Skip To Content
JEWISH. INDEPENDENT. NONPROFIT.
Back to Opinion

Int’l Scientific Parley Mulls Slowing Warming by Blocking Sun: Giant Mirrors, Very Long Hose

The Associated Press has a fascinating, must-read report today about an international gathering of scholars convened last month by Britain’s Royal Society to consider the last-ditch prospect of preventing global warming by developing ways of blocking out the sun.

The meeting brought together 80 earth and atmospheric scientists, legal and political scholars and philosophers to consider ways it could be done, possible side effects, political fallout and moral implications of massive “geo-engineering” projects. It was co-sponsored by a German environmental group and a federation of developing-world scientific societies,

The organizing premise was that the international community won’t be able to summon the political will to stop global warming before it reaches catastrophic levels, in large part because of U.S. rejection of the underlying scientific finding that the danger exists. The sun-blocking ideas are in the nature of desperate measures, a sort of literal Hail Mary pass.
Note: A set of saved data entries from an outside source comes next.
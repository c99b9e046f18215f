use crate::anim::{Emote, State};

/// Debug-panel requests, queued by the window and applied at the next tick.
#[derive(Debug, Clone, PartialEq)]
pub enum Command {
    SetState(State),
    Emote(Emote),
    SetExpression { name: String, value: f32 },
}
Some possible technologies are purely speculative, like putting giant mirrors into orbit. Others are already being tested experimentally, including salting the upper atmosphere with sulfate particles that would reflect the sun’s rays back into space. Engineers at the University of Bristol are experimenting with the idea of pouring sulfates into space via a gigantic hose held up by balloons. They worry, though, that this would also reduce the ozone layer and raise the threat of cancer from ultra-violet radiation.
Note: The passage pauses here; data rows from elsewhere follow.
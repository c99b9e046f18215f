use std::mem::size_of;
use std::sync::Arc;

use anyhow::Context;
use bytemuck::{Pod, Zeroable};
use glam::Mat4;
use winit::dpi::PhysicalSize;
use winit::window::Window;

use crate::mesh::Vertex;

const DEPTH_FORMAT: wgpu::TextureFormat = wgpu::TextureFormat::Depth32Float;

const SKY: wgpu::Color = wgpu::Color {
    r: 0.55,
    g: 0.7,
    b: 0.9,
    a: 1.0,
};

#[repr(C)]
#[derive(Clone, Copy, Pod, Zeroable)]
struct CameraUniform {
    view_proj: [[f32; 4]; 4],
}

impl From<Mat4> for CameraUniform {
    fn from(view_proj: Mat4) -> Self {
        Self {
            view_proj: view_proj.to_cols_array_2d(),
        }
    }
}

/// Grow-only GPU copies of the scene mesh, rewritten in place every frame.
struct SceneBuffers {
    vertices: wgpu::Buffer,
    indices: wgpu::Buffer,
    vertex_capacity: usize,
    index_capacity: usize,
    index_count: u32,
}

impl SceneBuffers {
    fn with_capacity(device: &wgpu::Device, vertex_capacity: usize, index_capacity: usize) -> Self {
        let alloc = |label: &'static str, bytes: usize, usage: wgpu::BufferUsages| {
            device.create_buffer(&wgpu::BufferDescriptor {
                label: Some(label),
                size: bytes as wgpu::BufferAddress,
                usage: usage | wgpu::BufferUsages::COPY_DST,
                mapped_at_creation: false,
            })
        };
        Self {
            vertices: alloc(
                "scene vertices",
                vertex_capacity * size_of::<Vertex>(),
                wgpu::BufferUsages::VERTEX,
            ),
            indices: alloc(
                "scene indices",
                index_capacity * size_of::<u32>(),
                wgpu::BufferUsages::INDEX,
            ),
            vertex_capacity,
            index_capacity,
            index_count: 0,
        }
    }

    fn fits(&self, vertices: usize, indices: usize) -> bool {
        vertices <= self.vertex_capacity && indices <= self.index_capacity
    }
}

fn depth_view(device: &wgpu::Device, config: &wgpu::SurfaceConfiguration) -> wgpu::TextureView {
    device
        .create_texture(&wgpu::TextureDescriptor {
            label: Some("depth"),
            size: wgpu::Extent3d {
                width: config.width.max(1),
                height: config.height.max(1),
                depth_or_array_layers: 1,
            },
            mip_level_count: 1,
            sample_count: 1,
            dimension: wgpu::TextureDimension::D2,
            format: DEPTH_FORMAT,
            usage: wgpu::TextureUsages::RENDER_ATTACHMENT,
            view_formats: &[],
        })
        .create_view(&wgpu::TextureViewDescriptor::default())
}

fn surface_config(
    caps: &wgpu::SurfaceCapabilities,
    size: PhysicalSize<u32>,
) -> anyhow::Result<wgpu::SurfaceConfiguration> {
    let format = caps
        .formats
        .iter()
        .copied()
        .find(|f| f.is_srgb())
        .or_else(|| caps.formats.first().copied())
        .context("surface reports no formats")?;

    Ok(wgpu::SurfaceConfiguration {
        usage: wgpu::TextureUsages::RENDER_ATTACHMENT,
        format,
        width: size.width.max(1),
        height: size.height.max(1),
        present_mode: wgpu::PresentMode::Fifo,
        alpha_mode: caps
            .alpha_modes
            .first()
            .copied()
            .unwrap_or(wgpu::CompositeAlphaMode::Auto),
        view_formats: vec![],
        desired_maximum_frame_latency: 2,
    })
}

fn camera_binding(device: &wgpu::Device) -> (wgpu::Buffer, wgpu::BindGroupLayout, wgpu::BindGroup) {
    let buffer = device.create_buffer(&wgpu::BufferDescriptor {
        label: Some("camera"),
        size: size_of::<CameraUniform>() as wgpu::BufferAddress,
        usage: wgpu::BufferUsages::UNIFORM | wgpu::BufferUsages::COPY_DST,
        mapped_at_creation: false,
    });

    let layout = device.create_bind_group_layout(&wgpu::BindGroupLayoutDescriptor {
        label: Some("camera layout"),
        entries: &[wgpu::BindGroupLayoutEntry {
            binding: 0,
            visibility: wgpu::ShaderStages::VERTEX,
            ty: wgpu::BindingType::Buffer {
                ty: wgpu::BufferBindingType::Uniform,
                has_dynamic_offset: false,
                min_binding_size: None,
            },
            count: None,
        }],
    });

    let group = device.create_bind_group(&wgpu::BindGroupDescriptor {
        label: Some("camera group"),
        layout: &layout,
        entries: &[wgpu::BindGroupEntry {
            binding: 0,
            resource: buffer.as_entire_binding(),
        }],
    });

    (buffer, layout, group)
}

/// Flat-shaded and depth-tested; both faces drawn.
fn scene_pipeline(
    device: &wgpu::Device,
    camera_layout: &wgpu::BindGroupLayout,
    color_format: wgpu::TextureFormat,
) -> wgpu::RenderPipeline {
    let shader = device.create_shader_module(wgpu::ShaderModuleDescriptor {
        label: Some("scene.wgsl"),
        source: wgpu::ShaderSource::Wgsl(include_str!("shaders/scene.wgsl").into()),
    });

    let layout = device.create_pipeline_layout(&wgpu::PipelineLayoutDescriptor {
        label: Some("scene layout"),
        bind_group_layouts: &[camera_layout],
        immediate_size: 0,
    });

    device.create_render_pipeline(&wgpu::RenderPipelineDescriptor {
        label: Some("scene"),
        layout: Some(&layout),
        vertex: wgpu::VertexState {
            module: &shader,
            entry_point: Some("vs_main"),
            buffers: &[Vertex::layout()],
            compilation_options: Default::default(),
        },
        fragment: Some(wgpu::FragmentState {
            module: &shader,
            entry_point: Some("fs_main"),
            targets: &[Some(wgpu::ColorTargetState {
                format: color_format,
                blend: None,
                write_mask: wgpu::ColorWrites::ALL,
            })],
            compilation_options: Default::default(),
        }),
        primitive: wgpu::PrimitiveState {
            cull_mode: None,
            ..Default::default()
        },
        depth_stencil: Some(wgpu::DepthStencilState {
            format: DEPTH_FORMAT,
            depth_write_enabled: true,
            depth_compare: wgpu::CompareFunction::Less,
            stencil: Default::default(),
            bias: Default::default(),
        }),
        multisample: wgpu::MultisampleState::default(),
        multiview_mask: None,
        cache: None,
    })
}

/// Draws one indexed triangle list with a single camera. Knows nothing about gameplay.
pub struct Gfx {
    pub size: PhysicalSize<u32>,

    surface: wgpu::Surface<'static>,
    device: wgpu::Device,
    queue: wgpu::Queue,
    config: wgpu::SurfaceConfiguration,
    depth: wgpu::TextureView,

    pipeline: wgpu::RenderPipeline,
    camera_buf: wgpu::Buffer,
    camera_group: wgpu::BindGroup,
    scene: Option<SceneBuffers>,
}

impl Gfx {
    pub async fn new(window: Arc<Window>) -> anyhow::Result<Self> {
        let size = window.inner_size();

        let instance = wgpu::Instance::default();
        let surface = instance.create_surface(window).context("create surface")?;

        let adapter = instance
            .request_adapter(&wgpu::RequestAdapterOptions {
                power_preference: wgpu::PowerPreference::HighPerformance,
                compatible_surface: Some(&surface),
                force_fallback_adapter: false,
            })
            .await
            .context("request adapter")?;

        let (device, queue) = adapter
            .request_device(&wgpu::DeviceDescriptor {
                label: Some("terrain walker"),
                required_features: wgpu::Features::empty(),
                required_limits: wgpu::Limits::default(),
                memory_hints: wgpu::MemoryHints::Performance,
                experimental_features: wgpu::ExperimentalFeatures::disabled(),
                trace: wgpu::Trace::Off,
            })
            .await
            .context("request device")?;

        let config = surface_config(&surface.get_capabilities(&adapter), size)?;
        surface.configure(&device, &config);

        let (camera_buf, camera_layout, camera_group) = camera_binding(&device);
        let pipeline = scene_pipeline(&device, &camera_layout, config.format);
        let depth = depth_view(&device, &config);

        log::info!(
            "GFX: {} {:?} {}x{}",
            adapter.get_info().name,
            config.format,
            config.width,
            config.height
        );

        Ok(Self {
            size,
            surface,
            device,
            queue,
            config,
            depth,
            pipeline,
            camera_buf,
            camera_group,
            scene: None,
        })
    }

    pub fn resize(&mut self, new_size: PhysicalSize<u32>) {
        if new_size.width == 0 || new_size.height == 0 {
            return;
        }
        self.size = new_size;
        self.config.width = new_size.width;
        self.config.height = new_size.height;
        self.surface.configure(&self.device, &self.config);
        self.depth = depth_view(&self.device, &self.config);
    }

    pub fn set_camera(&mut self, view_proj: Mat4) {
        let uniform = CameraUniform::from(view_proj);
        self.queue
            .write_buffer(&self.camera_buf, 0, bytemuck::bytes_of(&uniform));
    }

    /// Uploads this frame's scene, reallocating only when it outgrows the buffers.
    pub fn set_mesh(&mut self, vertices: &[Vertex], indices: &[u32]) {
        if vertices.is_empty() || indices.is_empty() {
            if let Some(scene) = &mut self.scene {
                scene.index_count = 0;
            }
            return;
        }

        let reuse = self
            .scene
            .as_ref()
            .is_some_and(|s| s.fits(vertices.len(), indices.len()));
        if !reuse {
            log::debug!(
                "GFX: scene buffers grow to {} vertices, {} indices",
                vertices.len().next_power_of_two(),
                indices.len().next_power_of_two()
            );
            self.scene = Some(SceneBuffers::with_capacity(
                &self.device,
                vertices.len().next_power_of_two(),
                indices.len().next_power_of_two(),
            ));
        }

        let Some(scene) = &mut self.scene else {
            return;
        };
        self.queue
            .write_buffer(&scene.vertices, 0, bytemuck::cast_slice(vertices));
        self.queue
            .write_buffer(&scene.indices, 0, bytemuck::cast_slice(indices));
        scene.index_count = indices.len() as u32;
    }

    pub fn render(&mut self) -> Result<(), wgpu::SurfaceError> {
        let frame = self.surface.get_current_texture()?;
        let target = frame
            .texture
            .create_view(&wgpu::TextureViewDescriptor::default());

        let mut encoder = self
            .device
            .create_command_encoder(&wgpu::CommandEncoderDescriptor {
                label: Some("frame"),
            });

        {
            let mut pass = encoder.begin_render_pass(&wgpu::RenderPassDescriptor {
                label: Some("scene pass"),
                color_attachments: &[Some(wgpu::RenderPassColorAttachment {
                    view: &target,
                    resolve_target: None,
                    ops: wgpu::Operations {
                        load: wgpu::LoadOp::Clear(SKY),
                        store: wgpu::StoreOp::Store,
                    },
                    depth_slice: None,
                })],
                depth_stencil_attachment: Some(wgpu::RenderPassDepthStencilAttachment {
                    view: &self.depth,
                    depth_ops: Some(wgpu::Operations {
                        load: wgpu::LoadOp::Clear(1.0),
                        store: wgpu::StoreOp::Discard,
                    }),
                    stencil_ops: None,
                }),
                occlusion_query_set: None,
                timestamp_writes: None,
                multiview_mask: None,
            });

            if let Some(scene) = self.scene.as_ref().filter(|s| s.index_count > 0) {
                pass.set_pipeline(&self.pipeline);
                pass.set_bind_group(0, &self.camera_group, &[]);
                pass.set_vertex_buffer(0, scene.vertices.slice(..));
                pass.set_index_buffer(scene.indices.slice(..), wgpu::IndexFormat::Uint32);
                pass.draw_indexed(0..scene.index_count, 0, 0..1);
            }
        }

        self.queue.submit(Some(encoder.finish()));
        frame.present();
        Ok(())
    }
}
Another idea, soon to be tested by scientists at the Woods Hole center in Massachusetts, is to add iron to the oceans in order to increase their ability to suck carbon dioxide out of the atmosphere.

One of the worries is that if any of these shows promise it would simply give politicians another excuse to delay action against carbon emissions.

The AP reporter said the dominant mood at the conference was not excitement but gloom.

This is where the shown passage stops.